Em iniciativas semelhantes, os sites Mapa da Violência e Vítimas da Intolerância, criados na última semana, também reúnem dezenas de relatos de agressões físicas e verbais.
De acordo com um levantamento feito pela Agência Pública e pela Open Knowledge Foundation, cerca de 70 ataques relacionados às eleições aconteceram no país nos últimos 10 dias.
Nesta semana, o aplicativo de encontros Grindr, voltado a homossexuais, passou a exibir a seus usuários brasileiros, pela primeira vez, um aviso sobre segurança, que normalmente é feito em países onde a homossexualidade é ilegal.
"Relatos de violência contra membros da comunidade LGBTQ+ foram trazidos ao nosso conhecimento por diversas organizações locais", disse, em nota, Jack Harrison-Quintana, diretor-executivo do programa Grindr for Equality.
O papel dos candidatos
Para o professor Marcos Cesar Alvarez, do Núcleo de Estudos de Violência da USP, ainda é cedo para saber se vivemos uma tendência de crescimento na violência de cunho político, embora considere preocupante o fato de "ser uma eleição de muitos conflitos e com ao menos um candidato defendendo claramente a violência e (se posicionando) contra os direitos humanos, o que pode estimular atitudes agressivas por parte de seus correligionários".
Alvarez, que destaca que o próprio Bolsonaro foi vítima de um atentado a facada no início de setembro e que a violência contra minorias acaba atingindo negativamente não só essas comunidades, mas toda a sociedade.
"Piora a cultura política e vai contra as próprias instituições (democráticas)."
Adélio Bispo, autor do ataque contra o candidato do PSL, está preso preventivamente pela Polícia Federal em Campo Grande.
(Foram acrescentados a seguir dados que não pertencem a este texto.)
//! 데이터 및 서버 설정 관리 모듈
//!
//! 데이터베이스, 서버, 환경 및 보안 관련 설정을 관리합니다.

use std::env;

/// 애플리케이션 실행 환경
#[derive(Debug, Clone, PartialEq)]
pub enum Environment {
    /// 개발 환경 - 빠른 개발을 위한 설정
    Development,
    /// 테스트 환경 - 자동화된 테스트용 설정
    Test,
    /// 스테이징 환경 - 프로덕션 유사 환경
    Staging,
    /// 프로덕션 환경 - 최고 수준의 보안 및 성능
    Production,
}

impl Environment {
    /// 현재 실행 환경을 감지합니다.
    ///
    /// `ENVIRONMENT` 또는 `NODE_ENV` 환경 변수를 확인하며,
    /// 설정되지 않은 경우 `Production`을 기본값으로 사용합니다.
    ///
    /// # Examples
    ///
    /// ```rust,ignore
    /// let env = Environment::current();
    /// match env {
    ///     Environment::Development => println!("개발 환경"),
    ///     Environment::Production => println!("프로덕션 환경"),
    ///     _ => {}
    /// }
    /// ```
    pub fn current() -> Self {
        match env::var("ENVIRONMENT")
            .unwrap_or_else(|_| env::var("NODE_ENV").unwrap_or_else(|_| "production".to_string()))
            .to_lowercase()
            .as_str()
        {
            "development" | "dev" => Environment::Development,
            "test" | "testing" => Environment::Test,
            "staging" | "stage" => Environment::Staging,
            _ => Environment::Production,
        }
    }

    /// 문자열에서 Environment를 생성합니다.
    ///
    /// # Arguments
    ///
    /// * `s` - 환경 이름 문자열 (대소문자 무관)
    ///
    /// # Returns
    ///
    /// 해당하는 Environment 값. 알 수 없는 값인 경우 `Production`을 반환합니다.
    pub fn from_str(s: &str) -> Self {
        match s.to_lowercase().as_str() {
            "development" | "dev" => Environment::Development,
            "test" | "testing" => Environment::Test,
            "staging" | "stage" => Environment::Staging,
            _ => Environment::Production,
        }
    }

    /// 프로덕션 환경 여부를 반환합니다.
    pub fn is_production(&self) -> bool {
        matches!(self, Environment::Production)
    }
}

/// 패스워드 해싱 설정
///
/// Argon2id 파라미터를 환경별로 관리합니다. 테스트/개발 환경에서는
/// 낮은 메모리 비용으로 빠른 처리를, 프로덕션에서는 높은 비용을 사용합니다.
pub struct PasswordConfig;

impl PasswordConfig {
    /// 현재 환경에 맞는 Argon2 메모리 비용(KiB)을 반환합니다.
    ///
    /// # Environment Defaults
    ///
    /// - Development/Test: 8 MiB (빠른 처리)
    /// - Staging/Production: 19 MiB (OWASP 권장값)
    pub fn argon2_memory_kib() -> u32 {
        if let Ok(cost_str) = env::var("ARGON2_MEMORY_KIB") {
            if let Ok(cost) = cost_str.parse::<u32>() {
                if cost >= 1024 {
                    return cost;
                }
            }
        }

        Self::argon2_memory_kib_for_env(&Environment::current())
    }

    /// 특정 환경에 대한 Argon2 메모리 비용을 반환합니다.
    pub fn argon2_memory_kib_for_env(env: &Environment) -> u32 {
        match env {
            Environment::Development | Environment::Test => 8 * 1024,
            Environment::Staging | Environment::Production => 19 * 1024,
        }
    }

    /// Argon2 반복 횟수를 반환합니다. 기본값: 2
    pub fn argon2_iterations() -> u32 {
        env::var("ARGON2_ITERATIONS")
            .unwrap_or_else(|_| "2".to_string())
            .parse()
            .unwrap_or(2)
    }
}

/// 서버 바인딩 설정
pub struct ServerConfig;

impl ServerConfig {
    /// 서버가 바인딩할 포트를 반환합니다.
    ///
    /// # Returns
    ///
    /// 포트 번호. 기본값: 8080
    ///
    /// # Environment Variables
    ///
    /// - `PORT`: 커스텀 포트 설정
    pub fn port() -> u16 {
        env::var("PORT")
            .unwrap_or_else(|_| "8080".to_string())
            .parse()
            .unwrap_or(8080)
    }

    /// 서버가 바인딩할 호스트 주소를 반환합니다.
    ///
    /// # Returns
    ///
    /// 호스트 주소. 기본값: "0.0.0.0" (모든 인터페이스)
    ///
    /// # Environment Variables
    ///
    /// - `HOST`: 커스텀 호스트 설정
    pub fn host() -> String {
        env::var("HOST").unwrap_or_else(|_| "0.0.0.0".to_string())
    }

    /// 비밀번호 재설정 링크 생성에 사용할 프론트엔드 기본 URL을 반환합니다.
    ///
    /// 기본값: "http://localhost:3000"
    pub fn frontend_url() -> String {
        env::var("FRONTEND_URL").unwrap_or_else(|_| "http://localhost:3000".to_string())
    }
}

#[cfg(test)]
mod tests {
    use super::*;

    #[test]
    fn test_environment_from_string() {
        assert_eq!(
            Environment::from_str("development"),
            Environment::Development
        );
        assert_eq!(Environment::from_str("test"), Environment::Test);
        assert_eq!(Environment::from_str("production"), Environment::Production);
        assert_eq!(Environment::from_str("unknown"), Environment::Production);
    }

    #[test]
    fn test_argon2_memory_for_each_environment() {
        assert_eq!(
            PasswordConfig::argon2_memory_kib_for_env(&Environment::Development),
            8 * 1024
        );
        assert_eq!(
            PasswordConfig::argon2_memory_kib_for_env(&Environment::Test),
            8 * 1024
        );
        assert_eq!(
            PasswordConfig::argon2_memory_kib_for_env(&Environment::Staging),
            19 * 1024
        );
        assert_eq!(
            PasswordConfig::argon2_memory_kib_for_env(&Environment::Production),
            19 * 1024
        );
    }

    #[test]
    fn test_server_config_defaults() {
        if env::var("PORT").is_err() {
            assert_eq!(ServerConfig::port(), 8080);
        }

        if env::var("HOST").is_err() {
            assert_eq!(ServerConfig::host(), "0.0.0.0");
        }
    }
}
O processo contra ele, que confessou o crime em depoimento à PF, foi suspenso temporariamente nesta semana para que seja realizado um exame de sanidade. O delegado responsável pelo caso concluiu que ele agiu sozinho.
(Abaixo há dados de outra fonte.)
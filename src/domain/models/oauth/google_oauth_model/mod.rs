//! Google OAuth 2.0 통합 모델

pub mod google_user;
O pesquisador defende que os candidatos ainda em disputa "claramente se manifestem negando a violência, porque até mesmo a omissão pode estimular correligionários a agir violentamente".
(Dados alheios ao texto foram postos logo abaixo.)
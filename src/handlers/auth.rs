//! Authentication HTTP Handlers
//!
//! 사용자 인증과 관련된 HTTP 엔드포인트를 처리하는 핸들러 함수들입니다.
//! 로컬 인증과 Google OAuth 2.0 인증을 지원하며, JWT 기반 세션을 관리합니다.
//!
//! # Endpoints
//!
//! - **로컬 로그인**: `POST /auth/login`
//! - **토큰 갱신**: `POST /auth/refresh`
//! - **로그아웃**: `POST /auth/logout`
//! - **Google OAuth**: `GET /auth/google/login`, `GET /auth/google/callback`
//! - **비밀번호 재설정**: `POST /auth/forgot-password`, `POST /auth/reset-password`
//!
//! # Refresh Token 쿠키
//!
//! 리프레시 토큰은 `refreshToken` HttpOnly 쿠키로 전달됩니다.
//! 액세스 토큰만 응답 본문에 포함되며, 프로덕션 환경에서는 Secure 플래그가 설정됩니다.
use actix_web::{
    cookie::{time::Duration as CookieDuration, Cookie, SameSite},
    get, post, web, HttpRequest, HttpResponse,
};
use serde_json::json;
use validator::Validate;

use crate::config::{Environment, JwtConfig};
use crate::domain::auth::authenticated_user::AuthenticatedUser;
use crate::domain::{
    ForgotPasswordRequest, LocalLoginRequest, OAuthCallbackQuery, RefreshTokenRequest,
    ResetPasswordRequest, UserResponse,
};
use crate::errors::errors::AppError;
use crate::services::auth::{AuthService, GoogleAuthService, PasswordResetService};

/// 리프레시 토큰 쿠키 이름
const REFRESH_COOKIE_NAME: &str = "refreshToken";

/// 리프레시 토큰을 담는 HttpOnly 쿠키 생성
fn build_refresh_cookie(token: String) -> Cookie<'static> {
    Cookie::build(REFRESH_COOKIE_NAME, token)
        .http_only(true)
        .same_site(SameSite::Lax)
        .path("/")
        .max_age(CookieDuration::days(JwtConfig::refresh_expiration_days()))
        .secure(Environment::current().is_production())
        .finish()
}

/// 리프레시 토큰 쿠키 삭제용 만료 쿠키 생성
fn clear_refresh_cookie() -> Cookie<'static> {
    Cookie::build(REFRESH_COOKIE_NAME, "")
        .http_only(true)
        .same_site(SameSite::Lax)
        .path("/")
        .max_age(CookieDuration::seconds(0))
        .secure(Environment::current().is_production())
        .finish()
}

/// 로컬 로그인 핸들러
///
/// 이메일과 패스워드로 사용자를 인증하고 JWT 토큰 쌍을 발급합니다.
/// 리프레시 토큰은 쿠키로, 액세스 토큰은 응답 본문으로 전달됩니다.
///
/// # Endpoint
/// `POST /auth/login`
#[post("/login")]
pub async fn local_login(
    payload: web::Json<LocalLoginRequest>,
    auth_service: web::Data<AuthService>,
) -> Result<HttpResponse, AppError> {
    // 유효성 검사
    payload
        .validate()
        .map_err(|e| AppError::ValidationError(e.to_string()))?;

    let token_pair = auth_service.login(&payload.email, &payload.password).await?;

    log::info!("로컬 로그인 성공: {}", payload.email);

    let session_token = token_pair
        .refresh_token
        .ok_or_else(|| AppError::InternalError("Refresh token missing from pair".to_string()))?;

    Ok(HttpResponse::Ok()
        .cookie(build_refresh_cookie(session_token))
        .json(json!({
            "data": {
                "access_token": token_pair.access_token,
                "expires_in": token_pair.expires_in,
                "token_type": "Bearer"
            },
            "message": "Login success",
            "code": "SUCCESS"
        })))
}

/// 토큰 갱신 핸들러
///
/// 리프레시 토큰을 검증하고 새로운 액세스 토큰을 발급합니다.
/// 토큰은 `refreshToken` 쿠키에서 먼저 찾고, 없으면 요청 본문에서 찾습니다.
///
/// # Endpoint
/// `POST /auth/refresh`
#[post("/refresh")]
pub async fn refresh_token(
    req: HttpRequest,
    body: Option<web::Json<RefreshTokenRequest>>,
    auth_service: web::Data<AuthService>,
) -> Result<HttpResponse, AppError> {
    let rt = extract_refresh_token(&req, body.as_deref())?;

    let token_pair = auth_service.refresh(&rt).await?;

    Ok(HttpResponse::Ok().json(json!({
        "data": {
            "access_token": token_pair.access_token,
            "expires_in": token_pair.expires_in,
            "token_type": "Bearer"
        },
        "message": "Token refreshed",
        "code": "SUCCESS"
    })))
}

/// 로그아웃 핸들러
///
/// 저장된 리프레시 토큰을 제거하여 세션을 무효화하고 쿠키를 삭제합니다.
/// 이미 로그아웃된 상태여도 동일하게 성공을 반환합니다.
///
/// # Endpoint
/// `POST /auth/logout`
#[post("/logout")]
pub async fn logout(
    user: AuthenticatedUser,
    auth_service: web::Data<AuthService>,
) -> Result<HttpResponse, AppError> {
    auth_service.logout(&user.user_id).await?;

    log::info!("로그아웃: {}", user.email);

    Ok(HttpResponse::Ok()
        .cookie(clear_refresh_cookie())
        .json(json!({
            "data": null,
            "message": "Logged out successfully",
            "code": "SUCCESS"
        })))
}

/// Google OAuth 로그인 URL 생성 핸들러
///
/// Google OAuth 2.0 인증을 시작하기 위한 인증 URL을 반환합니다.
///
/// # Endpoint
/// `GET /auth/google/login`
#[get("/google/login")]
pub async fn google_login_url(
    google_service: web::Data<GoogleAuthService>,
) -> Result<HttpResponse, AppError> {
    let url_response = google_service.get_login_url();

    Ok(HttpResponse::Ok().json(json!({
        "data": url_response,
        "message": "Google login URL generated",
        "code": "SUCCESS"
    })))
}

/// Google OAuth 콜백 처리 핸들러
///
/// Google 인증 완료 후 리다이렉트되는 콜백을 처리합니다.
/// 인가 코드를 토큰으로 교환하고, 프로필 조회 후 세션을 발급합니다.
///
/// # Endpoint
/// `GET /auth/google/callback?code={code}`
#[get("/google/callback")]
pub async fn google_oauth_callback(
    query: web::Query<OAuthCallbackQuery>,
    google_service: web::Data<GoogleAuthService>,
    auth_service: web::Data<AuthService>,
) -> Result<HttpResponse, AppError> {
    // 사용자가 거부했거나 Google 측 에러가 발생한 경우
    if let Some(error) = &query.error {
        let error_msg = query
            .error_description
            .as_deref()
            .unwrap_or("OAuth authentication was cancelled or failed");
        log::warn!("Google OAuth 에러: {} - {}", error, error_msg);
        return Err(AppError::InvalidLogin(error_msg.to_string()));
    }

    query
        .validate()
        .map_err(|e| AppError::ValidationError(e.to_string()))?;

    // 에러 없이 code도 없는 콜백은 잘못된 요청입니다.
    let code = query.code.as_deref().ok_or_else(|| {
        AppError::ValidationError("Authorization code가 필요합니다".to_string())
    })?;

    let user = google_service.authenticate_with_code(code).await?;
    let token_pair = auth_service.issue_session(&user).await?;

    log::info!("Google OAuth 로그인 성공: {}", user.email);

    let session_token = token_pair
        .refresh_token
        .ok_or_else(|| AppError::InternalError("Refresh token missing from pair".to_string()))?;

    let user_response = UserResponse::from(user);

    Ok(HttpResponse::Ok()
        .cookie(build_refresh_cookie(session_token))
        .json(json!({
            "data": {
                "user": user_response,
                "access_token": token_pair.access_token,
                "expires_in": token_pair.expires_in,
                "token_type": "Bearer"
            },
            "message": "Login success",
            "code": "SUCCESS"
        })))
}

/// 비밀번호 재설정 요청 핸들러
///
/// 재설정 토큰을 생성하여 메일로 발송합니다. 이메일 존재 여부와 관계없이
/// 동일한 응답을 반환하여 계정 존재 여부를 노출하지 않습니다.
///
/// # Endpoint
/// `POST /auth/forgot-password`
#[post("/forgot-password")]
pub async fn forgot_password(
    payload: web::Json<ForgotPasswordRequest>,
    reset_service: web::Data<PasswordResetService>,
) -> Result<HttpResponse, AppError> {
    payload
        .validate()
        .map_err(|e| AppError::ValidationError(e.to_string()))?;

    reset_service.request_password_reset(&payload.email).await?;

    Ok(HttpResponse::Ok().json(json!({
        "data": null,
        "message": "If this email exists, a reset link has been sent.",
        "code": "SUCCESS"
    })))
}

/// 비밀번호 재설정 수행 핸들러
///
/// 재설정 토큰을 검증하고 새 비밀번호로 교체합니다.
/// 토큰은 일회성이며, 사용 즉시 무효화됩니다.
///
/// # Endpoint
/// `POST /auth/reset-password`
#[post("/reset-password")]
pub async fn reset_password(
    payload: web::Json<ResetPasswordRequest>,
    reset_service: web::Data<PasswordResetService>,
) -> Result<HttpResponse, AppError> {
    payload
        .validate()
        .map_err(|e| AppError::ValidationError(e.to_string()))?;

    reset_service
        .reset_password(&payload.token, &payload.new_password)
        .await?;

    Ok(HttpResponse::Ok().json(json!({
        "data": null,
        "message": "Password has been reset successfully.",
        "code": "SUCCESS"
    })))
}

/// HTTP 요청에서 리프레시 토큰 추출
///
/// 쿠키를 먼저 확인하고, 없으면 요청 본문을 확인합니다.
fn extract_refresh_token(
    req: &HttpRequest,
    body: Option<&RefreshTokenRequest>,
) -> Result<String, AppError> {
    if let Some(cookie) = req.cookie(REFRESH_COOKIE_NAME) {
        let token = cookie.value().trim();
        if !token.is_empty() {
            return Ok(token.to_string());
        }
    }

    if let Some(body) = body {
        if !body.refresh_token.is_empty() {
            return Ok(body.refresh_token.clone());
        }
    }

    Err(AppError::InvalidRefreshToken(
        "Refresh token not provided".to_string(),
    ))
}

#[cfg(test)]
mod tests {
    use super::*;
    use std::sync::Arc;

    use actix_web::http::StatusCode;
    use actix_web::test::{call_service, init_service, read_body_json, TestRequest};
    use actix_web::App;

    use crate::repositories::users::memory::InMemoryUserStore;
    use crate::services::auth::{PasswordService, TokenService};

    #[actix_web::test]
    async fn test_google_callback_with_error_only_is_rejected() {
        // 사용자가 동의를 거부하면 Google은 code 없이 error만 붙여
        // 리다이렉트합니다. 이 요청은 쿼리 추출 단계에서 실패하지 않고
        // 401 응답으로 처리되어야 합니다.
        let store = Arc::new(InMemoryUserStore::new());
        let auth_service = AuthService::new(
            store.clone(),
            Arc::new(TokenService::new()),
            Arc::new(PasswordService::with_params(8 * 1024, 2).unwrap()),
        );
        let google_service = GoogleAuthService::new(store);

        let app = init_service(
            App::new()
                .app_data(web::Data::new(auth_service))
                .app_data(web::Data::new(google_service))
                .service(google_oauth_callback),
        )
        .await;

        let req = TestRequest::get()
            .uri("/google/callback?error=access_denied")
            .to_request();
        let resp = call_service(&app, req).await;

        assert_eq!(resp.status(), StatusCode::UNAUTHORIZED);

        let body: serde_json::Value = read_body_json(resp).await;
        assert_eq!(body["code"], "INVALID_LOGIN");
        assert!(body["data"].is_null());
    }

    #[test]
    fn test_refresh_cookie_attributes() {
        let cookie = build_refresh_cookie("sample_token".to_string());

        assert_eq!(cookie.name(), "refreshToken");
        assert_eq!(cookie.value(), "sample_token");
        assert_eq!(cookie.http_only(), Some(true));
        assert_eq!(cookie.same_site(), Some(SameSite::Lax));
        assert_eq!(cookie.path(), Some("/"));
        assert_eq!(cookie.max_age(), Some(CookieDuration::days(7)));
    }

    #[test]
    fn test_clear_cookie_expires_immediately() {
        let cookie = clear_refresh_cookie();

        assert_eq!(cookie.name(), "refreshToken");
        assert_eq!(cookie.value(), "");
        assert_eq!(cookie.max_age(), Some(CookieDuration::seconds(0)));
    }
}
Em entrevista concedida ao portal UOL esta semana, o presidenciável Jair Bolsonaro disse lamentar os ataques registrados recentemente, mas afirmou que "não tem controle sobre milhões e milhões de pessoas" que o apoiam.
Na noite de quarta-feira, em seu perfil de Twitter, o capitão reformado falou novamente sobre o tema: "Dispensamos voto e qualquer aproximação de quem pratica violência contra eleitores que não votam em mim. A este tipo de gente peço que vote nulo ou na oposição por coerência, e que as autoridades tomem as medidas cabíveis, assim como contra caluniadores que tentam nos prejudicar".
Em seguida, no entanto, o candidato disse na rede social que "há também um movimento orquestrado forjando agressões para prejudicar nossa campanha nos ligando nazismo, que, assim como o comunismo, repudiamos completamente".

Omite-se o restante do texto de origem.